| Problem |
Identify every line in the records below that contains the word "None", and reproduce each one.
^^^^^^^^
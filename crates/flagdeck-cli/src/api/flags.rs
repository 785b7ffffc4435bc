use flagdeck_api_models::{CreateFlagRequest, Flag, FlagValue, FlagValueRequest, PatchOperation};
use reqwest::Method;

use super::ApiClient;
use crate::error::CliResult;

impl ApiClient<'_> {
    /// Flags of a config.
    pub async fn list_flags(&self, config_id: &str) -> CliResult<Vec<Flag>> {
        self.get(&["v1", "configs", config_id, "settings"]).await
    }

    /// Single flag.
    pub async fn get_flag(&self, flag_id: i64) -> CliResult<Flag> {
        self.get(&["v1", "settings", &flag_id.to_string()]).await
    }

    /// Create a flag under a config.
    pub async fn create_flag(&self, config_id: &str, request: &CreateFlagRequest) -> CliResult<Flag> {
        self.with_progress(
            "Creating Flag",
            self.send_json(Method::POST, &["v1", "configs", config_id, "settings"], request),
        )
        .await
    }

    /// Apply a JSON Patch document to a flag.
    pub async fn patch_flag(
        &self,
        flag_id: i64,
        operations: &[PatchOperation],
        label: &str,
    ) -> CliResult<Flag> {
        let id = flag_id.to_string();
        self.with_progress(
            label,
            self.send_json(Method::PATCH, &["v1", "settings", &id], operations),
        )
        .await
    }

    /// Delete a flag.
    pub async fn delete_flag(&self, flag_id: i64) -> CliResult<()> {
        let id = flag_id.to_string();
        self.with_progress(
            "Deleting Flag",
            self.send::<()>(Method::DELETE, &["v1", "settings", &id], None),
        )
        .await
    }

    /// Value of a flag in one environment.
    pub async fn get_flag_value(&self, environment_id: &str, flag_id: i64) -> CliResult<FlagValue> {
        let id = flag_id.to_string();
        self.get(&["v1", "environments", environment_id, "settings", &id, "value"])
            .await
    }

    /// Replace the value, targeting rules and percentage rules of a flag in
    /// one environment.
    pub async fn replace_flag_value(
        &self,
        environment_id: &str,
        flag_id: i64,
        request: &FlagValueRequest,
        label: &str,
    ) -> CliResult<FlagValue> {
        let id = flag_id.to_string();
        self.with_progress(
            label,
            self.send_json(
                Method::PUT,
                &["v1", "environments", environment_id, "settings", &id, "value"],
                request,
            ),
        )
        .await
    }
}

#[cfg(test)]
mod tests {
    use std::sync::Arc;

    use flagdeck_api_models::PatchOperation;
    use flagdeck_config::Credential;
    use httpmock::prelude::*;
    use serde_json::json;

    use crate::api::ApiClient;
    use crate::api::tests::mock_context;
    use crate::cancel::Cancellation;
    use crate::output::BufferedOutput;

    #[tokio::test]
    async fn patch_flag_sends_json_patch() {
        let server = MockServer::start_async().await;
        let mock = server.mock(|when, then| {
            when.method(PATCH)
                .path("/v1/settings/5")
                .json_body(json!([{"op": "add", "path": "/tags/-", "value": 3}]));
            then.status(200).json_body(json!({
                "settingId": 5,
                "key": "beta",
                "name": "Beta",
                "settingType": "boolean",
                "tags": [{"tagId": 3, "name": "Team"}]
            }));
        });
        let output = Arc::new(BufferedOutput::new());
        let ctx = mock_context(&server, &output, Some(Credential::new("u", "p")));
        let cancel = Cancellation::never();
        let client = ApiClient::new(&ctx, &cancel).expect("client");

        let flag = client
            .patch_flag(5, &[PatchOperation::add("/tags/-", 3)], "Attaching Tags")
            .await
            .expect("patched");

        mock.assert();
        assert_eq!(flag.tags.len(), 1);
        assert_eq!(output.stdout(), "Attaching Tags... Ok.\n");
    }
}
^^^^^^^^
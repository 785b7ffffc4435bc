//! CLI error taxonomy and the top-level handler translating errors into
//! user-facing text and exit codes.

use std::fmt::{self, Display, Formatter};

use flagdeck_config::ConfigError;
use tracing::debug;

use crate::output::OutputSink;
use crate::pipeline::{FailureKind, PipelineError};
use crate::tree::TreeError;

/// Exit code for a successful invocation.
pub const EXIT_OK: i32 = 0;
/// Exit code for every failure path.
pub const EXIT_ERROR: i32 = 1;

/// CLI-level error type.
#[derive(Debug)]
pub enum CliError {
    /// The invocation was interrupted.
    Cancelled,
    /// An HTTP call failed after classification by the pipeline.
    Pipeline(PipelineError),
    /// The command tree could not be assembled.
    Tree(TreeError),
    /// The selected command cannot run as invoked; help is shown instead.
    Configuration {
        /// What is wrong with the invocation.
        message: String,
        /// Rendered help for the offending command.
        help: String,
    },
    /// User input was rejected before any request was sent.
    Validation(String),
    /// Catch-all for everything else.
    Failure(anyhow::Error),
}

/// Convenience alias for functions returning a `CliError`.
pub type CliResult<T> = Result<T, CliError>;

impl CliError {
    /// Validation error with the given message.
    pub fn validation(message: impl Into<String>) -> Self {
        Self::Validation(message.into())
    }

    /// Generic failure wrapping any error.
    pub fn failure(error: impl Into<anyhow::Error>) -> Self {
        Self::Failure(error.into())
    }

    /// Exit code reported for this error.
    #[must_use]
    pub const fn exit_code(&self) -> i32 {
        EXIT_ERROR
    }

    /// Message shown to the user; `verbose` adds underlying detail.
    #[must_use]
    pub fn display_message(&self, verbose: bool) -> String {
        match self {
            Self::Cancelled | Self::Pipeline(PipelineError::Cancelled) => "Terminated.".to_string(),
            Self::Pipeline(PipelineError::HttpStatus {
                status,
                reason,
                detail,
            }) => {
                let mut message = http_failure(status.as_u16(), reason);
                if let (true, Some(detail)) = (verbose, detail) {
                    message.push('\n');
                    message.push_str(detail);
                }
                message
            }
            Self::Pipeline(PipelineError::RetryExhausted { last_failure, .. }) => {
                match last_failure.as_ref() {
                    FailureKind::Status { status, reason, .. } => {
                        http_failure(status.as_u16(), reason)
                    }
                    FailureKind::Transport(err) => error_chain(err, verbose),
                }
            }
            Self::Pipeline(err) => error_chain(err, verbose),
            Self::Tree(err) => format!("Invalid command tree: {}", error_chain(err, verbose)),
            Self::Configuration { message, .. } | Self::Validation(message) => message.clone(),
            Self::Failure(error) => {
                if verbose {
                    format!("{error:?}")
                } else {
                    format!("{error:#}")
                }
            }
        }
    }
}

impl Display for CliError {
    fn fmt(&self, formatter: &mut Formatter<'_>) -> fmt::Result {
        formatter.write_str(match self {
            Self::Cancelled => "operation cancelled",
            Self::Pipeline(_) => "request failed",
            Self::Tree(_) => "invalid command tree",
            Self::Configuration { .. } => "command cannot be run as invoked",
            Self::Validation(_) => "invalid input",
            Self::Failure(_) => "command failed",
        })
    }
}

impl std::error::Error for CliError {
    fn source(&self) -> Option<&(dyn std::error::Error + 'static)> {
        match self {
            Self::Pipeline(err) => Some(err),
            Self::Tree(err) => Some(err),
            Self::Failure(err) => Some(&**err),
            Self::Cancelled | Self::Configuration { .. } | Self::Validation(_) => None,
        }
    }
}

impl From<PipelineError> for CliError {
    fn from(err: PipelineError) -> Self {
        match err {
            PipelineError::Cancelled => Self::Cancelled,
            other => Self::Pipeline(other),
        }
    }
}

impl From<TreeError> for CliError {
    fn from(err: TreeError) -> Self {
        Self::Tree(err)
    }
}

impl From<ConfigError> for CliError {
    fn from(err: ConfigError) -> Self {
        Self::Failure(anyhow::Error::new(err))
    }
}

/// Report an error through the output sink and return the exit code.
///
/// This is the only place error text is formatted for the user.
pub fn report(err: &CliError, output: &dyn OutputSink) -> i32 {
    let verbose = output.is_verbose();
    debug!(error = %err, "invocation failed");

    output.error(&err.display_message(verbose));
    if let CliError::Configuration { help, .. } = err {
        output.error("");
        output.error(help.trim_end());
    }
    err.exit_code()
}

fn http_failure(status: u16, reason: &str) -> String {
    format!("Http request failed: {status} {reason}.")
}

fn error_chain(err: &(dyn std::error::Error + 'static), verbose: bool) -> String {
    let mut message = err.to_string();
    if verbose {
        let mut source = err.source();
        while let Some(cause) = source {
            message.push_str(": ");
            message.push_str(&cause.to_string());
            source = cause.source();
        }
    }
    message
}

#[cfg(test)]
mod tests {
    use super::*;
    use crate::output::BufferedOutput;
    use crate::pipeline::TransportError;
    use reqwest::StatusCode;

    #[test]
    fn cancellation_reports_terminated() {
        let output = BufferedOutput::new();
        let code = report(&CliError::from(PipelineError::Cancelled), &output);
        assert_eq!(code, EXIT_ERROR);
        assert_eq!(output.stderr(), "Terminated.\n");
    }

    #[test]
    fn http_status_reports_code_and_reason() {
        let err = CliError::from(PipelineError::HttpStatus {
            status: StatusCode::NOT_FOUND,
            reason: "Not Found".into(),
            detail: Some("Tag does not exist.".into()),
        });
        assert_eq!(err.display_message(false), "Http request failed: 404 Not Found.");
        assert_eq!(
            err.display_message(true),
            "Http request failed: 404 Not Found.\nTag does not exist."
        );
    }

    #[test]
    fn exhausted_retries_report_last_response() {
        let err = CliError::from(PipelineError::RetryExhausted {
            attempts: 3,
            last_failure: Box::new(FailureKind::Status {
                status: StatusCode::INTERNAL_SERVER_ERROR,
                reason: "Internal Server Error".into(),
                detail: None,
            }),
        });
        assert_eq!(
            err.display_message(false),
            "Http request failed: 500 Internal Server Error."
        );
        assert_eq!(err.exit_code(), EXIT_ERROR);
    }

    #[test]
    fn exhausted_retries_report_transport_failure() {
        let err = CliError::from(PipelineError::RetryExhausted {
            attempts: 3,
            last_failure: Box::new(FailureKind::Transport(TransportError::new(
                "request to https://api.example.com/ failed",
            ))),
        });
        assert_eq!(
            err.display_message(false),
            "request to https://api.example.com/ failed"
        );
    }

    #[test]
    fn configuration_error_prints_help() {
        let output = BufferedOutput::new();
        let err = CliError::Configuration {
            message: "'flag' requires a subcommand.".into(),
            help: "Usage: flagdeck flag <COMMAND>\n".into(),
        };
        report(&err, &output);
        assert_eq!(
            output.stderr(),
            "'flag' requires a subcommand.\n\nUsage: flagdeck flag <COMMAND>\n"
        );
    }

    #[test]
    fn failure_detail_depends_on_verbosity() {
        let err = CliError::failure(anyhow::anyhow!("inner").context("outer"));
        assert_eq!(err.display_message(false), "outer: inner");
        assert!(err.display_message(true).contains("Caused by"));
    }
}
^^^^^^^^
| Response |
            self.send::<()>(Method::DELETE, &["v1", "settings", &id], None),
            Self::Cancelled | Self::Configuration { .. } | Self::Validation(_) => None,
                detail: None,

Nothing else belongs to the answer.